Loggerheads most common on AMI

A loggerhead sea turtle, the turtle most common to Anna Maria Islandís coast. Islander Photo: Courtesy U.S. Fish and Wildlife Service
A Kemp's ridley turtle, her eggs and researchers monitoring the nest. Islander Photo: Courtesy FWS
A green sea turtle. Islander Photo: Courtesy FWS
A hawksbill turtle. Islander Photo: Courtesy NOAA
An olive ridley. Islander Photo: Courtesy NOAA

Sea turtle nesting season began May 1 with lights going dim at night along the shore, and Anna Maria Island Turtle Watch volunteers walking the beach at sunrise looking for turtle nests.

AMITW, as of The Islander deadline, had identified one nest.

The loggerhead is the most common sea turtle on Anna Maria Island beaches.
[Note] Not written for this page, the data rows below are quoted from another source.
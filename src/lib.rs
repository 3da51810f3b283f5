//! # Fleet Coordination Engine
//!
//! Mission orchestration for a mixed fleet of autonomous aerial units:
//! thermal-scouting drones that sweep an area for hazards, and suppression
//! drones dispatched to confirmed hazard locations.
//!
//! ## Features
//!
//! - **Task lifecycle**: scout and suppression tasks driven through a
//!   strict created/assigned/executing/terminal state machine
//! - **Fleet registry**: per-unit records with round-robin assignment and
//!   heartbeat-based reachability
//! - **Remote command protocol**: newline-delimited JSON frames over TCP
//!   with ack/busy/reject semantics, timeouts, and bounded retries
//! - **Hazard pipeline**: two-stage thermal + visual confirmation with
//!   per-task deduplication
//! - **Emergency control**: abort / rtl / land / kill escalation with
//!   typed kill confirmation
//! - **On-board agent**: the unit-side mission executor, servable over
//!   loopback for full-stack tests
//!
//! ## Architecture
//!
//! - [`orchestrator`] - assignment, dispatch, and the fleet event loop
//! - [`registry`] - authoritative unit records and their state machine
//! - [`tasks`] - authoritative task records and their state machine
//! - [`channel`] - controller-side command channel and heartbeats
//! - [`agent`] - unit-side agent: mission execution and reporting
//! - [`hazard`] - thermal/visual hazard confirmation pipeline
//! - [`emergency`] - the escalation ladder
//! - [`protocol`] - wire frames and shared message types

pub mod agent;
pub mod channel;
pub mod config;
pub mod control;
pub mod emergency;
pub mod error;
pub mod hazard;
pub mod orchestrator;
pub mod protocol;
pub mod registry;
pub mod tasks;

// Re-export the main public types for convenience
pub use agent::UnitAgent;
pub use channel::{CommandClient, UnitEvent, UnitLink};
pub use config::FleetConfig;
pub use emergency::EmergencyController;
pub use error::{FleetError, Result};
pub use orchestrator::{BatchPolicy, Orchestrator};
pub use registry::{FleetRegistry, UnitRecord, UnitRole, UnitState};
pub use tasks::{TaskKind, TaskRecord, TaskState, TaskStore};
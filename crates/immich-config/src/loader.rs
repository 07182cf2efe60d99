//! Configuration loading utilities

use crate::Config;
use immich_common::{ImmichError, Result as ImmichResult};
use std::env;
use std::path::Path;
use thiserror::Error;
use tracing::debug;

/// Configuration loading errors
#[derive(Debug, Error)]
pub enum ConfigError {
    /// I/O error when reading configuration file
    #[error("Failed to read configuration file: {0}")]
    IoError(#[from] std::io::Error),

    /// YAML parsing error
    #[error("Failed to parse YAML configuration: {0}")]
    ParseError(#[from] serde_yaml::Error),

    /// Configuration validation error
    #[error("Configuration validation failed: {0}")]
    ValidationError(#[from] validator::ValidationErrors),

    /// Environment variable parsing error
    #[error("Failed to parse environment variable '{var}': {source}")]
    EnvParseError {
        var: String,
        #[source]
        source: Box<dyn std::error::Error + Send + Sync>,
    },
}

impl From<ConfigError> for ImmichError {
    fn from(err: ConfigError) -> Self {
        match err {
            ConfigError::ValidationError(errors) => {
                let message = format!("Invalid configuration: {errors}");
                // lowest field name keeps the report stable across runs
                match errors.field_errors().into_keys().min() {
                    Some(field) => ImmichError::validation_field(message, field),
                    None => ImmichError::validation(message),
                }
            }
            other => ImmichError::config_with_source("Failed to load configuration", other),
        }
    }
}

/// Configuration loader
pub struct ConfigLoader;

impl ConfigLoader {
    /// Load configuration from a YAML file with environment variable overrides
    pub fn load_config<P: AsRef<Path>>(path: P) -> Result<Config, ConfigError> {
        debug!("Loading configuration from {}", path.as_ref().display());
        let content = std::fs::read_to_string(path.as_ref())?;
        let mut config: Config = serde_yaml::from_str(&content)?;

        Self::apply_env_overrides(&mut config)?;
        config.validate_all()?;

        Ok(config)
    }

    /// Parse and validate configuration from a YAML string, without env overrides
    pub fn from_yaml_str(content: &str) -> Result<Config, ConfigError> {
        let config: Config = serde_yaml::from_str(content)?;
        config.validate_all()?;
        Ok(config)
    }

    /// Load configuration from `IMMICH_CONFIG_PATH`, `config.yaml` or `config.yml`,
    /// falling back to defaults with environment overrides
    pub fn load() -> ImmichResult<Config> {
        let config = if let Ok(config_path) = env::var("IMMICH_CONFIG_PATH") {
            Self::load_config(&config_path)?
        } else if Path::new("config.yaml").exists() {
            Self::load_config("config.yaml")?
        } else if Path::new("config.yml").exists() {
            Self::load_config("config.yml")?
        } else {
            debug!("No configuration file found, using defaults");
            let mut config = Config::default();
            Self::apply_env_overrides(&mut config)?;
            config.validate_all().map_err(ConfigError::from)?;
            config
        };

        Ok(config)
    }

    /// Load configuration from a specific file
    pub fn load_from_file<P: AsRef<Path>>(path: P) -> ImmichResult<Config> {
        Ok(Self::load_config(path)?)
    }

    /// Apply environment variable overrides to configuration
    pub fn apply_env_overrides(config: &mut Config) -> Result<(), ConfigError> {
        if let Ok(url) = env::var("IMMICH_URL") {
            config.immich.url = url;
        }

        if let Ok(api_key) = env::var("IMMICH_API_KEY") {
            config.immich.api_key = api_key;
        }

        if let Ok(timeout) = env::var("IMMICH_TIMEOUT") {
            config.immich.timeout_seconds =
                timeout.parse().map_err(|e| ConfigError::EnvParseError {
                    var: "IMMICH_TIMEOUT".to_string(),
                    source: Box::new(e),
                })?;
        }

        if let Ok(accept) = env::var("IMMICH_ACCEPT_INVALID_CERTS") {
            config.immich.accept_invalid_certs =
                accept.parse().map_err(|e| ConfigError::EnvParseError {
                    var: "IMMICH_ACCEPT_INVALID_CERTS".to_string(),
                    source: Box::new(e),
                })?;
        }

        if let Ok(level) = env::var("IMMICH_LOG_LEVEL") {
            config.logging.level = level;
        }

        Ok(())
    }
}

#[cfg(test)]
mod tests {
    use super::*;

    #[test]
    fn test_from_yaml_str() {
        let yaml = r#"
immich:
  url: "https://photos.example.com/api"
  api_key: "abc123"
  timeout_seconds: 15
logging:
  level: debug
"#;
        let config = ConfigLoader::from_yaml_str(yaml).unwrap();
        assert_eq!(config.immich.url, "https://photos.example.com/api");
        assert_eq!(config.immich.api_key, "abc123");
        assert_eq!(config.immich.timeout_seconds, 15);
        // omitted fields fall back to defaults
        assert_eq!(config.immich.max_idle_per_host, 10);
        assert!(!config.immich.accept_invalid_certs);
        assert_eq!(config.logging.level, "debug");
    }

    #[test]
    fn test_from_yaml_str_rejects_invalid_config() {
        let yaml = r#"
immich:
  url: "https://photos.example.com/api"
  api_key: ""
"#;
        let err = ConfigLoader::from_yaml_str(yaml).unwrap_err();
        assert!(matches!(err, ConfigError::ValidationError(_)));
        assert!(err.to_string().contains("api_key"));
    }

    #[test]
    fn test_from_yaml_str_rejects_malformed_yaml() {
        let err = ConfigLoader::from_yaml_str("immich: [unterminated").unwrap_err();
        assert!(matches!(err, ConfigError::ParseError(_)));
    }

    #[test]
    fn test_validation_failure_converts_to_validation_error() {
        let yaml = r#"
immich:
  url: "https://photos.example.com/api"
  api_key: ""
"#;
        let err: ImmichError = ConfigLoader::from_yaml_str(yaml).unwrap_err().into();
        match err {
            ImmichError::Validation { message, field } => {
                assert_eq!(field.as_deref(), Some("api_key"));
                assert!(message.contains("Invalid configuration"));
            }
            other => panic!("Expected Validation error, got {other:?}"),
        }
    }

    #[test]
    fn test_missing_file_converts_to_config_error() {
        let err = ConfigLoader::load_from_file("/nonexistent/immich/config.yaml").unwrap_err();
        assert!(matches!(err, ImmichError::Config { .. }));
        assert!(err.to_string().contains("Failed to load configuration"));
    }
}
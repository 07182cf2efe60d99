//! Error types and utilities for the Immich stats client

use thiserror::Error;

/// Result type alias for Immich operations
pub type Result<T> = std::result::Result<T, ImmichError>;

type BoxedSource = Box<dyn std::error::Error + Send + Sync>;

/// Main error type for Immich operations
///
/// Each request stage has its own variant so callers can tell where a call
/// failed. The underlying cause is kept as the error source.
#[derive(Error, Debug)]
pub enum ImmichError {
    /// The request could not be built (malformed URL, invalid header value)
    #[error("Request error: {message}")]
    Request {
        message: String,
        #[source]
        source: Option<BoxedSource>,
    },

    /// Transport failures (DNS, connection refused, TLS, timeout)
    #[error("Network error: {message}")]
    Network {
        message: String,
        #[source]
        source: Option<BoxedSource>,
    },

    /// The server answered with something other than 200 OK
    #[error("Immich API error: unexpected status code {status_code} from {endpoint}")]
    Status { status_code: u16, endpoint: String },

    /// The response body could not be read to the end
    #[error("Failed reading API response body (status {status_code}): {message}")]
    Body {
        message: String,
        status_code: u16,
        #[source]
        source: Option<BoxedSource>,
    },

    /// The body was not valid JSON for the expected shape
    #[error("Failed to decode API response: {body}")]
    Decode {
        body: String,
        #[source]
        source: serde_json::Error,
    },

    /// Configuration related errors
    #[error("Configuration error: {message}")]
    Config {
        message: String,
        #[source]
        source: Option<BoxedSource>,
    },

    /// I/O related errors
    #[error("I/O error: {0}")]
    Io(#[from] std::io::Error),

    /// Validation errors for configuration values
    #[error("Validation error: {message}")]
    Validation {
        message: String,
        field: Option<String>,
    },

    /// Logging could not be initialized
    #[error("Logging error: {message}")]
    Logging {
        message: String,
        #[source]
        source: Option<BoxedSource>,
    },
}

impl ImmichError {
    /// Create a new request construction error with source
    pub fn request_with_source(
        msg: impl Into<String>,
        source: impl std::error::Error + Send + Sync + 'static,
    ) -> Self {
        Self::Request {
            message: msg.into(),
            source: Some(Box::new(source)),
        }
    }

    /// Create a new network error
    pub fn network(msg: impl Into<String>) -> Self {
        Self::Network {
            message: msg.into(),
            source: None,
        }
    }

    /// Create a new network error with source
    pub fn network_with_source(
        msg: impl Into<String>,
        source: impl std::error::Error + Send + Sync + 'static,
    ) -> Self {
        Self::Network {
            message: msg.into(),
            source: Some(Box::new(source)),
        }
    }

    /// Create a new unexpected status error
    pub fn status(status_code: u16, endpoint: impl Into<String>) -> Self {
        Self::Status {
            status_code,
            endpoint: endpoint.into(),
        }
    }

    /// Create a new body read error with source
    pub fn body_with_source(
        msg: impl Into<String>,
        status_code: u16,
        source: impl std::error::Error + Send + Sync + 'static,
    ) -> Self {
        Self::Body {
            message: msg.into(),
            status_code,
            source: Some(Box::new(source)),
        }
    }

    /// Create a new decode error carrying the raw body
    pub fn decode(body: impl Into<String>, source: serde_json::Error) -> Self {
        Self::Decode {
            body: body.into(),
            source,
        }
    }

    /// Create a new configuration error
    pub fn config(msg: impl Into<String>) -> Self {
        Self::Config {
            message: msg.into(),
            source: None,
        }
    }

    /// Create a new configuration error with source
    pub fn config_with_source(
        msg: impl Into<String>,
        source: impl std::error::Error + Send + Sync + 'static,
    ) -> Self {
        Self::Config {
            message: msg.into(),
            source: Some(Box::new(source)),
        }
    }

    /// Create a new validation error
    pub fn validation(msg: impl Into<String>) -> Self {
        Self::Validation {
            message: msg.into(),
            field: None,
        }
    }

    /// Create a new validation error with field name
    pub fn validation_field(msg: impl Into<String>, field: impl Into<String>) -> Self {
        Self::Validation {
            message: msg.into(),
            field: Some(field.into()),
        }
    }

    /// Create a new logging error with source
    pub fn logging_with_source(
        msg: impl Into<String>,
        source: impl std::error::Error + Send + Sync + 'static,
    ) -> Self {
        Self::Logging {
            message: msg.into(),
            source: Some(Box::new(source)),
        }
    }

    /// HTTP status code attached to the error, if the server answered at all
    pub fn status_code(&self) -> Option<u16> {
        match self {
            Self::Status { status_code, .. } | Self::Body { status_code, .. } => {
                Some(*status_code)
            }
            _ => None,
        }
    }

    /// Raw response body for decode failures
    pub fn raw_body(&self) -> Option<&str> {
        match self {
            Self::Decode { body, .. } => Some(body),
            _ => None,
        }
    }
}

// Error conversion implementations for external types

/// Convert from reqwest::Error to ImmichError
impl From<reqwest::Error> for ImmichError {
    fn from(err: reqwest::Error) -> Self {
        if err.is_builder() {
            Self::request_with_source("Failed to build request", err)
        } else if err.is_timeout() {
            Self::network_with_source("Request timeout", err)
        } else if err.is_connect() {
            Self::network_with_source("Connection failed", err)
        } else {
            Self::network_with_source("Failed to execute API request", err)
        }
    }
}

/// Convert from serde_yaml::Error to ImmichError
impl From<serde_yaml::Error> for ImmichError {
    fn from(err: serde_yaml::Error) -> Self {
        Self::config_with_source("YAML parsing error", err)
    }
}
The turtle is characterized by a large head with blunt jaws. The carapace and flippers are a reddish-brown color; the plastron is yellow. Adults grow to an average weight of about 200 pounds. The species feeds on mollusks, crustaceans, fish, and other marine animals.

Five other sea turtles are found in U.S. waters or nest on U.S. beaches, all of them designated as either threatened or endangered under the Endangered Species Act.

Endangered status means a species is considered in danger of extinction throughout all or a significant portion of its range; threatened means it is likely to become endangered.

Green, leatherback and hawksbill turtles regularly nest on beaches within the United States and depend upon U.S. coastal waters for foraging and migratory habitat.

The Kemp’s Ridley sea turtle occasionally nests in the United States. It is dependent on the shallow coastal habitats of the U.S. east coast and the Gulf of Mexico for foraging and developmental habitat.

The Olive Ridley sea turtle does not nest in the United States, but during feeding migrations, Olive Ridley turtles nesting in the Pacific Ocean may disperse into waters of the southwestern United States.